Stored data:
☆ ☆ ☆ ☆

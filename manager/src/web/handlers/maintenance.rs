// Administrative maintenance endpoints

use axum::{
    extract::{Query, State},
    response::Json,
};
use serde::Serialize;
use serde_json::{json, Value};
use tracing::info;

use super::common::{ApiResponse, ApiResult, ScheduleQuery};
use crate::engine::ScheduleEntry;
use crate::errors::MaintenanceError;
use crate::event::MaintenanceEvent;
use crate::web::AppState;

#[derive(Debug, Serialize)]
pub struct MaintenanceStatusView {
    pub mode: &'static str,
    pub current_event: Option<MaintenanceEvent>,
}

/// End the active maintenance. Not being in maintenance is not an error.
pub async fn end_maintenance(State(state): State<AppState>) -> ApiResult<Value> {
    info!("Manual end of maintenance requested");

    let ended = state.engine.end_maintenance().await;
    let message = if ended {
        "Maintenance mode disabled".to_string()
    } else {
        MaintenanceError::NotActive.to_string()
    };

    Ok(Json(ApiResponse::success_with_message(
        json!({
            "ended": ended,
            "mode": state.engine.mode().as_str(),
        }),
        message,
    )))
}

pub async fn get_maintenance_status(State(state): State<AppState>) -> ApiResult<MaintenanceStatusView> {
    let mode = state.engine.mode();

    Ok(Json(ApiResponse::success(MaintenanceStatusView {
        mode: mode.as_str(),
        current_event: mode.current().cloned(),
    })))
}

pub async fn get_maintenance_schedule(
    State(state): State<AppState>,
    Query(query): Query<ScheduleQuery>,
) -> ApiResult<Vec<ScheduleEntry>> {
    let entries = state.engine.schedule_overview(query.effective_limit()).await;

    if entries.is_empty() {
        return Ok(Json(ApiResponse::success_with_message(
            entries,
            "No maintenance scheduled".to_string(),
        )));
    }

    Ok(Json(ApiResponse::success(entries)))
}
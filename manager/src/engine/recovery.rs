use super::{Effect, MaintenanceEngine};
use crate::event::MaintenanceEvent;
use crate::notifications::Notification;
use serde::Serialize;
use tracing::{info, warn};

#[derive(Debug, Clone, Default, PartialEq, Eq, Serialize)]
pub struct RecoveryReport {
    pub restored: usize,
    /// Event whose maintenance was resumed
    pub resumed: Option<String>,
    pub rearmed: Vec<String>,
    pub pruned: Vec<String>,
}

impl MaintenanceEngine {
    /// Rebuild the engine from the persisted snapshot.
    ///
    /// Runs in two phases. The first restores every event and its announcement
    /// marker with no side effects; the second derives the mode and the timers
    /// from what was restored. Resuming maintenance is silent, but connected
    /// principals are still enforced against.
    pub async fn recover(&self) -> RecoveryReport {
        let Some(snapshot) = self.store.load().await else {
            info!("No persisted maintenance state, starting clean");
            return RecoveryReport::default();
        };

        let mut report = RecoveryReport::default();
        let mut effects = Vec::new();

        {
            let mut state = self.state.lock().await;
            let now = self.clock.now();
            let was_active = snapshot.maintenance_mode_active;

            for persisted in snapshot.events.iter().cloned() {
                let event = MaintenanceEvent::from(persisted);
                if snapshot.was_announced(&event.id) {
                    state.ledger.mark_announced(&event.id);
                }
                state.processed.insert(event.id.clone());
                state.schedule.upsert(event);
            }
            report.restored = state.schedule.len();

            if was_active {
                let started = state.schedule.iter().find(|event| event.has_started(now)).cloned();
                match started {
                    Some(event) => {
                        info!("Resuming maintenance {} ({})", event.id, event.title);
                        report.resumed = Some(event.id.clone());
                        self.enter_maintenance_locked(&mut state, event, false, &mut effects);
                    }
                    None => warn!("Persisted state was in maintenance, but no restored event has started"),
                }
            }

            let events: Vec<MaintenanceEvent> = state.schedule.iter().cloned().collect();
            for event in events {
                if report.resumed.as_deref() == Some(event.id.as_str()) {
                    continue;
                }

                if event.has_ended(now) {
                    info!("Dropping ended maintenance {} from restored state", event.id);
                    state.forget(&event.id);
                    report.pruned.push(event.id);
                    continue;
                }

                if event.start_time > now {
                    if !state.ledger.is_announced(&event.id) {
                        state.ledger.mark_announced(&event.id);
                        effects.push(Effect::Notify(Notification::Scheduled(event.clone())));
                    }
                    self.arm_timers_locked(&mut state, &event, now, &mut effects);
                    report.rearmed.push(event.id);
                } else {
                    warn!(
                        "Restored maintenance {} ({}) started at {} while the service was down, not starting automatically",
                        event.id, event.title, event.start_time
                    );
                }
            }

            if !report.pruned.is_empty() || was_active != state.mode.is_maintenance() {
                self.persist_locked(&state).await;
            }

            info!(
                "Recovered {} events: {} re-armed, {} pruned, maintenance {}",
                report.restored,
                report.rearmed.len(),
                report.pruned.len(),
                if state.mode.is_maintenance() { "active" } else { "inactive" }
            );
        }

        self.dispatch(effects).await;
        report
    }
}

☆ ☆ ☆ ☆

EXERCISE BRIEF: All of the data above must be retyped exactly.

RESULT:
filename manager/src/web/handlers/maintenance.rs
// Administrative maintenance endpoints

use axum::{
    extract::{Query, State},
    response::Json,
};
use serde::Serialize;
use serde_json::{json, Value};
use tracing::info;

use super::common::{ApiResponse, ApiResult, ScheduleQuery};
use crate::engine::ScheduleEntry;
use crate::errors::MaintenanceError;
use crate::event::MaintenanceEvent;
use crate::web::AppState;

#[derive(Debug, Serialize)]
pub struct MaintenanceStatusView {
    pub mode: &'static str,
    pub current_event: Option<MaintenanceEvent>,
}

/// End the active maintenance. Not being in maintenance is not an error.
pub async fn end_maintenance(State(state): State<AppState>) -> ApiResult<Value> {
    info!("Manual end of maintenance requested");

    let ended = state.engine.end_maintenance().await;
    let message = if ended {
        "Maintenance mode disabled".to_string()
    } else {
        MaintenanceError::NotActive.to_string()
    };

    Ok(Json(ApiResponse::success_with_message(
        json!({
            "ended": ended,
            "mode": state.engine.mode().as_str(),
        }),
        message,
    )))
}

pub async fn get_maintenance_status(State(state): State<AppState>) -> ApiResult<MaintenanceStatusView> {
    let mode = state.engine.mode();

    Ok(Json(ApiResponse::success(MaintenanceStatusView {
        mode: mode.as_str(),
        current_event: mode.current().cloned(),
    })))
}

pub async fn get_maintenance_schedule(
    State(state): State<AppState>,
    Query(query): Query<ScheduleQuery>,
) -> ApiResult<Vec<ScheduleEntry>> {
    let entries = state.engine.schedule_overview(query.effective_limit()).await;

    if entries.is_empty() {
        return Ok(Json(ApiResponse::success_with_message(
            entries,
            "No maintenance scheduled".to_string(),
        )));
    }

    Ok(Json(ApiResponse::success(entries)))
}
filename manager/src/engine/recovery.rs
use super::{Effect, MaintenanceEngine};
use crate::event::MaintenanceEvent;
use crate::notifications::Notification;
use serde::Serialize;
use tracing::{info, warn};

#[derive(Debug, Clone, Default, PartialEq, Eq, Serialize)]
pub struct RecoveryReport {
    pub restored: usize,
    /// Event whose maintenance was resumed
    pub resumed: Option<String>,
    pub rearmed: Vec<String>,
    pub pruned: Vec<String>,
}

impl MaintenanceEngine {
    /// Rebuild the engine from the persisted snapshot.
    ///
    /// Runs in two phases. The first restores every event and its announcement
    /// marker with no side effects; the second derives the mode and the timers
    /// from what was restored. Resuming maintenance is silent, but connected
    /// principals are still enforced against.
    pub async fn recover(&self) -> RecoveryReport {
        let Some(snapshot) = self.store.load().await else {
            info!("No persisted maintenance state, starting clean");
            return RecoveryReport::default();
        };

        let mut report = RecoveryReport::default();
        let mut effects = Vec::new();

        {
            let mut state = self.state.lock().await;
            let now = self.clock.now();
            let was_active = snapshot.maintenance_mode_active;

            for persisted in snapshot.events.iter().cloned() {
                let event = MaintenanceEvent::from(persisted);
                if snapshot.was_announced(&event.id) {
                    state.ledger.mark_announced(&event.id);
                }
                state.processed.insert(event.id.clone());
                state.schedule.upsert(event);
            }
            report.restored = state.schedule.len();

            if was_active {
                let started = state.schedule.iter().find(|event| event.has_started(now)).cloned();
                match started {
                    Some(event) => {
                        info!("Resuming maintenance {} ({})", event.id, event.title);
                        report.resumed = Some(event.id.clone());
                        self.enter_maintenance_locked(&mut state, event, false, &mut effects);
                    }
                    None => warn!("Persisted state was in maintenance, but no restored event has started"),
                }
            }

            let events: Vec<MaintenanceEvent> = state.schedule.iter().cloned().collect();
            for event in events {
                if report.resumed.as_deref() == Some(event.id.as_str()) {
                    continue;
                }

                if event.has_ended(now) {
                    info!("Dropping ended maintenance {} from restored state", event.id);
                    state.forget(&event.id);
                    report.pruned.push(event.id);
                    continue;
                }

                if event.start_time > now {
                    if !state.ledger.is_announced(&event.id) {
                        state.ledger.mark_announced(&event.id);
                        effects.push(Effect::Notify(Notification::Scheduled(event.clone())));
                    }
                    self.arm_timers_locked(&mut state, &event, now, &mut effects);
                    report.rearmed.push(event.id);
                } else {
                    warn!(
                        "Restored maintenance {} ({}) started at {} while the service was down, not starting automatically",
                        event.id, event.title, event.start_time
                    );
                }
            }

            if !report.pruned.is_empty() || was_active != state.mode.is_maintenance() {
                self.persist_locked(&state).await;
            }

            info!(
                "Recovered {} events: {} re-armed, {} pruned, maintenance {}",
                report.restored,
                report.rearmed.len(),
                report.pruned.len(),
                if state.mode.is_maintenance() { "active" } else { "inactive" }
            );
        }

        self.dispatch(effects).await;
        report
    }
}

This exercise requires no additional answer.